Response and overall survival were in line with some recently published studies [14,15], and overview [16], on chemotherapy for platinum resistant patients, but inferior to reports with the combination of paclitaxel plus an antibody [17], or tyrosin kinase inhibitor [18], which were not a relevant option for our patients. We are currently conducting a randomized study examining the addition of cetuximab to out standard first line chemotherapy of paclitaxel and capecitabine.
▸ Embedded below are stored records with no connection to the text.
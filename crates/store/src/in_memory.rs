//! In-memory identity store.
//!
//! Intended for tests/dev. Credentials are kept verbatim in memory;
//! production backends own real hashing behind the same trait. The strength
//! policy applied by `create_credential` mirrors the usual default rules so
//! rejection aggregation can be exercised end to end.

use std::sync::RwLock;

use async_trait::async_trait;
use chrono::Utc;

use claimgate_core::{Email, UserId};
use claimgate_policy::{Capability, Claim, ClaimType};

use crate::error::{StoreError, StoreResult};
use crate::identity::IdentityStore;
use crate::user::{NewUser, User};

#[derive(Debug)]
struct Record {
    user: User,
    password: String,
    claims: Vec<Claim>,
    session: bool,
}

/// In-memory implementation of [`IdentityStore`].
#[derive(Debug, Default)]
pub struct InMemoryIdentityStore {
    records: RwLock<Vec<Record>>,
}

fn is_capability(claim_type: ClaimType) -> bool {
    Capability::ALL.iter().any(|c| c.claim_type() == claim_type)
}

/// Password strength rules, one human-readable reason per violation.
fn password_rule_violations(password: &str) -> Vec<String> {
    let mut reasons = Vec::new();
    if password.len() < 8 {
        reasons.push("Passwords must be at least 8 characters.".to_string());
    }
    if !password.chars().any(|c| !c.is_alphanumeric()) {
        reasons.push("Passwords must have at least one non alphanumeric character.".to_string());
    }
    if !password.chars().any(|c| c.is_ascii_digit()) {
        reasons.push("Passwords must have at least one digit ('0'-'9').".to_string());
    }
    if !password.chars().any(|c| c.is_ascii_lowercase()) {
        reasons.push("Passwords must have at least one lowercase ('a'-'z').".to_string());
    }
    if !password.chars().any(|c| c.is_ascii_uppercase()) {
        reasons.push("Passwords must have at least one uppercase ('A'-'Z').".to_string());
    }
    reasons
}

impl InMemoryIdentityStore {
    pub fn new() -> Self {
        Self::default()
    }

    /// Whether a session has been established for the user. Test helper;
    /// not part of the [`IdentityStore`] trait.
    pub fn session_established(&self, id: UserId) -> bool {
        self.records
            .read()
            .map(|records| {
                records
                    .iter()
                    .any(|r| r.user.id == id && r.session)
            })
            .unwrap_or(false)
    }
}

#[async_trait]
impl IdentityStore for InMemoryIdentityStore {
    async fn find_by_email(&self, email: &Email) -> StoreResult<Option<User>> {
        let records = self
            .records
            .read()
            .map_err(|_| StoreError::unavailable("lock poisoned"))?;
        Ok(records
            .iter()
            .find(|r| r.user.email == *email)
            .map(|r| r.user.clone()))
    }

    async fn find_by_id(&self, id: UserId) -> StoreResult<Option<User>> {
        let records = self
            .records
            .read()
            .map_err(|_| StoreError::unavailable("lock poisoned"))?;
        Ok(records
            .iter()
            .find(|r| r.user.id == id)
            .map(|r| r.user.clone()))
    }

    async fn create_credential(&self, user: &NewUser, password: &str) -> StoreResult<()> {
        let reasons = password_rule_violations(password);
        if !reasons.is_empty() {
            return Err(StoreError::Rejected(reasons));
        }

        let mut records = self
            .records
            .write()
            .map_err(|_| StoreError::unavailable("lock poisoned"))?;

        // Uniqueness is enforced here, under the write lock, so racing
        // creates that both passed the caller's pre-check still collide.
        if records.iter().any(|r| r.user.email == user.email) {
            return Err(StoreError::rejected(format!(
                "Email '{}' is already taken.",
                user.email
            )));
        }

        records.push(Record {
            user: User {
                id: UserId::new(),
                email: user.email.clone(),
                name: user.name.clone(),
                created_at: Utc::now(),
            },
            password: password.to_string(),
            claims: Vec::new(),
            session: false,
        });
        Ok(())
    }

    async fn verify_password(&self, user: &User, password: &str) -> StoreResult<bool> {
        let records = self
            .records
            .read()
            .map_err(|_| StoreError::unavailable("lock poisoned"))?;
        let record = records
            .iter()
            .find(|r| r.user.id == user.id)
            .ok_or_else(|| StoreError::rejected("unknown user"))?;
        Ok(record.password == password)
    }

    async fn sign_in(&self, user: &User, password: &str) -> StoreResult<()> {
        let mut records = self
            .records
            .write()
            .map_err(|_| StoreError::unavailable("lock poisoned"))?;
        let record = records
            .iter_mut()
            .find(|r| r.user.id == user.id)
            .ok_or_else(|| StoreError::rejected("unknown user"))?;
        if record.password != password {
            return Err(StoreError::rejected("Invalid login attempt."));
        }
        record.session = true;
        Ok(())
    }

    async fn get_claims(&self, user: &User) -> StoreResult<Vec<Claim>> {
        let records = self
            .records
            .read()
            .map_err(|_| StoreError::unavailable("lock poisoned"))?;
        let record = records
            .iter()
            .find(|r| r.user.id == user.id)
            .ok_or_else(|| StoreError::rejected("unknown user"))?;
        Ok(record.claims.clone())
    }

    async fn add_claims(&self, user: &User, claims: &[Claim]) -> StoreResult<()> {
        let mut records = self
            .records
            .write()
            .map_err(|_| StoreError::unavailable("lock poisoned"))?;
        let record = records
            .iter_mut()
            .find(|r| r.user.id == user.id)
            .ok_or_else(|| StoreError::rejected("unknown user"))?;

        // Validate the whole batch before mutating anything: a user may
        // hold at most one claim of each boolean-capability type.
        let mut reasons = Vec::new();
        let mut pending: Vec<ClaimType> = Vec::new();
        for claim in claims {
            if is_capability(claim.claim_type)
                && (record.claims.iter().any(|c| c.claim_type == claim.claim_type)
                    || pending.contains(&claim.claim_type))
            {
                reasons.push(format!(
                    "A claim of type '{}' is already attached to the user.",
                    claim.claim_type
                ));
            }
            pending.push(claim.claim_type);
        }
        if !reasons.is_empty() {
            return Err(StoreError::Rejected(reasons));
        }

        record.claims.extend_from_slice(claims);
        Ok(())
    }

    async fn remove_claims(&self, user: &User, claims: &[Claim]) -> StoreResult<()> {
        let mut records = self
            .records
            .write()
            .map_err(|_| StoreError::unavailable("lock poisoned"))?;
        let record = records
            .iter_mut()
            .find(|r| r.user.id == user.id)
            .ok_or_else(|| StoreError::rejected("unknown user"))?;

        // Validate the whole batch before mutating anything.
        let mut remaining = record.claims.clone();
        let mut reasons = Vec::new();
        for claim in claims {
            match remaining.iter().position(|c| c == claim) {
                Some(idx) => {
                    remaining.remove(idx);
                }
                None => reasons.push(format!(
                    "Claim '{}'='{}' is not attached to the user.",
                    claim.claim_type, claim.value
                )),
            }
        }
        if !reasons.is_empty() {
            return Err(StoreError::Rejected(reasons));
        }

        record.claims = remaining;
        Ok(())
    }

    async fn list_all(&self) -> StoreResult<Vec<User>> {
        let records = self
            .records
            .read()
            .map_err(|_| StoreError::unavailable("lock poisoned"))?;
        Ok(records.iter().map(|r| r.user.clone()).collect())
    }
}

#[cfg(test)]
mod tests {
    use super::*;

    fn new_user(email: &str, name: &str) -> NewUser {
        NewUser::new(Email::new(email), name)
    }

    async fn created(store: &InMemoryIdentityStore, email: &str, name: &str) -> User {
        store
            .create_credential(&new_user(email, name), "Abc12345!")
            .await
            .unwrap();
        store
            .find_by_email(&Email::new(email))
            .await
            .unwrap()
            .expect("user was just created")
    }

    #[tokio::test]
    async fn lookup_is_case_insensitive() {
        let store = InMemoryIdentityStore::new();
        created(&store, "Ann@Example.com", "Ann").await;

        let found = store
            .find_by_email(&Email::new("ann@example.COM"))
            .await
            .unwrap();
        assert!(found.is_some());
    }

    #[tokio::test]
    async fn duplicate_email_is_rejected() {
        let store = InMemoryIdentityStore::new();
        created(&store, "ann@example.com", "Ann").await;

        let err = store
            .create_credential(&new_user("ANN@example.com", "Other"), "Abc12345!")
            .await
            .unwrap_err();
        assert!(err.joined().contains("already taken"));
        assert_eq!(store.list_all().await.unwrap().len(), 1);
    }

    #[tokio::test]
    async fn weak_password_collects_every_violated_rule() {
        let store = InMemoryIdentityStore::new();
        let err = store
            .create_credential(&new_user("ann@example.com", "Ann"), "abc")
            .await
            .unwrap_err();

        let StoreError::Rejected(reasons) = err else {
            panic!("expected rejection");
        };
        assert_eq!(reasons.len(), 4);
        assert!(reasons.iter().any(|r| r.contains("at least 8 characters")));
        assert!(reasons.iter().any(|r| r.contains("non alphanumeric")));
        assert!(reasons.iter().any(|r| r.contains("digit")));
        assert!(reasons.iter().any(|r| r.contains("uppercase")));
    }

    #[tokio::test]
    async fn verify_password_has_no_session_side_effect() {
        let store = InMemoryIdentityStore::new();
        let user = created(&store, "ann@example.com", "Ann").await;

        assert!(store.verify_password(&user, "Abc12345!").await.unwrap());
        assert!(!store.verify_password(&user, "wrong").await.unwrap());
        assert!(!store.session_established(user.id));

        store.sign_in(&user, "Abc12345!").await.unwrap();
        assert!(store.session_established(user.id));
    }

    #[tokio::test]
    async fn add_claims_rejects_duplicate_capability_types_atomically() {
        let store = InMemoryIdentityStore::new();
        let user = created(&store, "ann@example.com", "Ann").await;

        store
            .add_claims(&user, &[Claim::flag(Capability::Create, true)])
            .await
            .unwrap();

        let err = store
            .add_claims(
                &user,
                &[
                    Claim::flag(Capability::Read, true),
                    Claim::flag(Capability::Create, false),
                ],
            )
            .await
            .unwrap_err();
        assert!(err.joined().contains("'Create'"));

        // The valid half of the batch must not have been applied.
        let claims = store.get_claims(&user).await.unwrap();
        assert_eq!(claims, vec![Claim::flag(Capability::Create, true)]);
    }

    #[tokio::test]
    async fn remove_claims_is_atomic() {
        let store = InMemoryIdentityStore::new();
        let user = created(&store, "ann@example.com", "Ann").await;

        let attached = vec![
            Claim::new(ClaimType::Role, "Admin"),
            Claim::flag(Capability::Read, true),
        ];
        store.add_claims(&user, &attached).await.unwrap();

        let err = store
            .remove_claims(
                &user,
                &[
                    Claim::flag(Capability::Read, true),
                    Claim::flag(Capability::Delete, true),
                ],
            )
            .await
            .unwrap_err();
        assert!(err.joined().contains("'Delete'"));
        assert_eq!(store.get_claims(&user).await.unwrap(), attached);

        store.remove_claims(&user, &attached).await.unwrap();
        assert!(store.get_claims(&user).await.unwrap().is_empty());
    }

    #[tokio::test]
    async fn list_all_preserves_insertion_order() {
        let store = InMemoryIdentityStore::new();
        created(&store, "a@example.com", "A").await;
        created(&store, "b@example.com", "B").await;
        created(&store, "c@example.com", "C").await;

        let emails: Vec<String> = store
            .list_all()
            .await
            .unwrap()
            .into_iter()
            .map(|u| u.email.to_string())
            .collect();
        assert_eq!(emails, vec!["a@example.com", "b@example.com", "c@example.com"]);
    }
}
The drawback of this study was the retrospective design. Responses as well as side effects were extracted from medical record, meaning that response might not be in line with the RECIST criteria. Side effects, especially grade 1-2 nausea and vomiting, may be under reported.
The advantage of the present study is the homogeneity of the first line treatment, making it very useful for evaluating carboplatinvinorelbine in this specific setting, as well as providing information for the treatment of other patients for whom cisplatin was not an option for first line treatment. Our data on survival are complete, with no patients lost to follow up.
Toxicity was pronounced and response rated very limited in this series of second line chemotherapy. Intravenous and oral administration of vinorelbine did not seem equivalent, with significantly more toxicity with iv. vinorelbine. Treatment with monoclonal antibodies, especially against programmed death ligand 1 (PD-L1), but also EGFR, seems more attractive, and no anti neoplastic treatment at all, might probably lead to a better quality of life and comparable survival. Further research on new drugs and new therapeutic strategies are necessary.
Citation: Kenneth Jensen. Second Line Chemotherapy with Carboplatin-Vinorelbine after first line Paclitaxel-Capecitabine for Recurrent or Metastatic Squamous Cell Head and Neck Carcinoma. Clin Oncol. 2019; 2(2): 1012.